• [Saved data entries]
%%

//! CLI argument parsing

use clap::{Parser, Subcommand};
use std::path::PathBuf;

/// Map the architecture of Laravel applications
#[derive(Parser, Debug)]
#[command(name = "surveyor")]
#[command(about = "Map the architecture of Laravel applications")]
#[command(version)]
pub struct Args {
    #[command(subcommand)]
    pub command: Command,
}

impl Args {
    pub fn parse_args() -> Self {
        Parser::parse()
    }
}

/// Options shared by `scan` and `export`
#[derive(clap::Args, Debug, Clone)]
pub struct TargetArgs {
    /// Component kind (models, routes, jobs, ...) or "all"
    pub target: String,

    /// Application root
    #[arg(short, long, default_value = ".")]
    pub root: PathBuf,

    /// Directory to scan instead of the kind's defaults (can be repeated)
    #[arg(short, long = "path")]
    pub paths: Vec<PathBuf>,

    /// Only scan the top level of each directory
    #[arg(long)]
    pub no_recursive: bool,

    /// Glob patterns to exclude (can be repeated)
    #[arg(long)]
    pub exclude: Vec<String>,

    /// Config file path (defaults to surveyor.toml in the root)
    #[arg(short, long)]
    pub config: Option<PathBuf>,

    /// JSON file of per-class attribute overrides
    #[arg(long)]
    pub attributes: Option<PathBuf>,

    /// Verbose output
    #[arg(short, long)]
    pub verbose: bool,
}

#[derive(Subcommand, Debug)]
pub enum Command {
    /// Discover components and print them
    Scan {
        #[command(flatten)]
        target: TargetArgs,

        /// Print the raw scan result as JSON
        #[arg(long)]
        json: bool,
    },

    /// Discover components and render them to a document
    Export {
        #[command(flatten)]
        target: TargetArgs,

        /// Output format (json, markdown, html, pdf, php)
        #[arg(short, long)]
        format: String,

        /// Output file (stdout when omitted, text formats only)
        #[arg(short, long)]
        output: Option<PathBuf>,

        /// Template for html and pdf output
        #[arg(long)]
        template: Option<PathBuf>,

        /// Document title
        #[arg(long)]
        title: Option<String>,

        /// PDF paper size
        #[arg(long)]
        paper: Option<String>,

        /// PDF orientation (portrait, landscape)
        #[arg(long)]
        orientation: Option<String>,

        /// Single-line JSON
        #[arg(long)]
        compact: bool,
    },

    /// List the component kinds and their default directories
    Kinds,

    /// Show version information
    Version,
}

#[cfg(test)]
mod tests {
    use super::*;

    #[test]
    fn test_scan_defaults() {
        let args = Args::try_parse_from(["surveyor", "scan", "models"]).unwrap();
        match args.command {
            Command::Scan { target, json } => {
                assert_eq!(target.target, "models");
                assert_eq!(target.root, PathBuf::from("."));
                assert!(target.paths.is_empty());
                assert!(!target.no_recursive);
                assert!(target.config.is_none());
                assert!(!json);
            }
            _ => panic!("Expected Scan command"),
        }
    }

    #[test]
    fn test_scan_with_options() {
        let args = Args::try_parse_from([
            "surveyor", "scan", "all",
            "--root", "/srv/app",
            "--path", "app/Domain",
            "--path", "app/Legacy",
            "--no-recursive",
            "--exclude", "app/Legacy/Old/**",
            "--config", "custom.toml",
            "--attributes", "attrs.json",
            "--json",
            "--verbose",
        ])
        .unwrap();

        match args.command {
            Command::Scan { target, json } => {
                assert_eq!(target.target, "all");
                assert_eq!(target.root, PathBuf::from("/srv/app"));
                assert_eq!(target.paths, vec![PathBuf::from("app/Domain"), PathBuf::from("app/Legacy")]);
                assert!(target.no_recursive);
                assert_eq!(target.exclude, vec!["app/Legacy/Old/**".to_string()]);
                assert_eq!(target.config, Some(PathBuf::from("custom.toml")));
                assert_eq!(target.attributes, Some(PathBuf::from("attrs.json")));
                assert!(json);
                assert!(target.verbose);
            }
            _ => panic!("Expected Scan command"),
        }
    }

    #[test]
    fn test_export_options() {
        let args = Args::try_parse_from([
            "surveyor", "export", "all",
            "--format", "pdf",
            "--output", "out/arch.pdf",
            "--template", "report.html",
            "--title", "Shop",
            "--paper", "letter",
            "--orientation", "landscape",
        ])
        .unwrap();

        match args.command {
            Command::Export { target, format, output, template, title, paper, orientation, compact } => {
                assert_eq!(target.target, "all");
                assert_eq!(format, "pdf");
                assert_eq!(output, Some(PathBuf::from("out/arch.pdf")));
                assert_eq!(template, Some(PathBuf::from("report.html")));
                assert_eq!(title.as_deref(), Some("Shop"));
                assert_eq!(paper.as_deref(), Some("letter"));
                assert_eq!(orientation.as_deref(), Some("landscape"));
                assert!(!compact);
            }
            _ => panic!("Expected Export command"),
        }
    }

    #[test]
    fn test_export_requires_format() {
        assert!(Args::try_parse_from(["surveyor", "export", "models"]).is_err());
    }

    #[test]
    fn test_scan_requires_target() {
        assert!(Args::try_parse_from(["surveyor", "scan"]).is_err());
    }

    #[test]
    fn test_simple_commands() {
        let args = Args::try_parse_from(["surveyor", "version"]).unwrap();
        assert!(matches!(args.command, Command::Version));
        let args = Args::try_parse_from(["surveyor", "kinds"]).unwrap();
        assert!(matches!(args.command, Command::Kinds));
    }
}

%%

Within the data above, find the lines that contain the word "Legacy" and copy each of them.

            "--path", "app/Legacy",
            "--exclude", "app/Legacy/Old/**",
                assert_eq!(target.paths, vec![PathBuf::from("app/Domain"), PathBuf::from("app/Legacy")]);
                assert_eq!(target.exclude, vec!["app/Legacy/Old/**".to_string()]);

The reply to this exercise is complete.